++++ Material provided
use std::sync::Arc;

use axum::extract::State;
use axum::routing::get;
use axum::{Json, Router};

use crate::domain::directory::{Project, Team, User};
use crate::infrastructure::fixtures::Directory;

// Read-only fixture surface for the dashboard; no mutation routes.

pub fn router(directory: Arc<Directory>) -> Router {
    Router::new()
        .route("/users", get(list_users))
        .route("/teams", get(list_teams))
        .route("/projects", get(list_projects))
        .with_state(directory)
}

async fn list_users(State(dir): State<Arc<Directory>>) -> Json<Vec<User>> {
    Json(dir.users.clone())
}

async fn list_teams(State(dir): State<Arc<Directory>>) -> Json<Vec<Team>> {
    Json(dir.teams.clone())
}

async fn list_projects(State(dir): State<Arc<Directory>>) -> Json<Vec<Project>> {
    Json(dir.projects.clone())
}
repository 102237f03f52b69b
pub mod view_model;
++++++++
Goal of the exercise: Transcribe exactly, and only, the lines from the one holding "async fn list_projects(State(dir): State<Arc<Directory>>)" through the final line of the listing.

Answer to the problem:
async fn list_projects(State(dir): State<Arc<Directory>>) -> Json<Vec<Project>> {
    Json(dir.projects.clone())
}
repository 102237f03f52b69b
pub mod view_model;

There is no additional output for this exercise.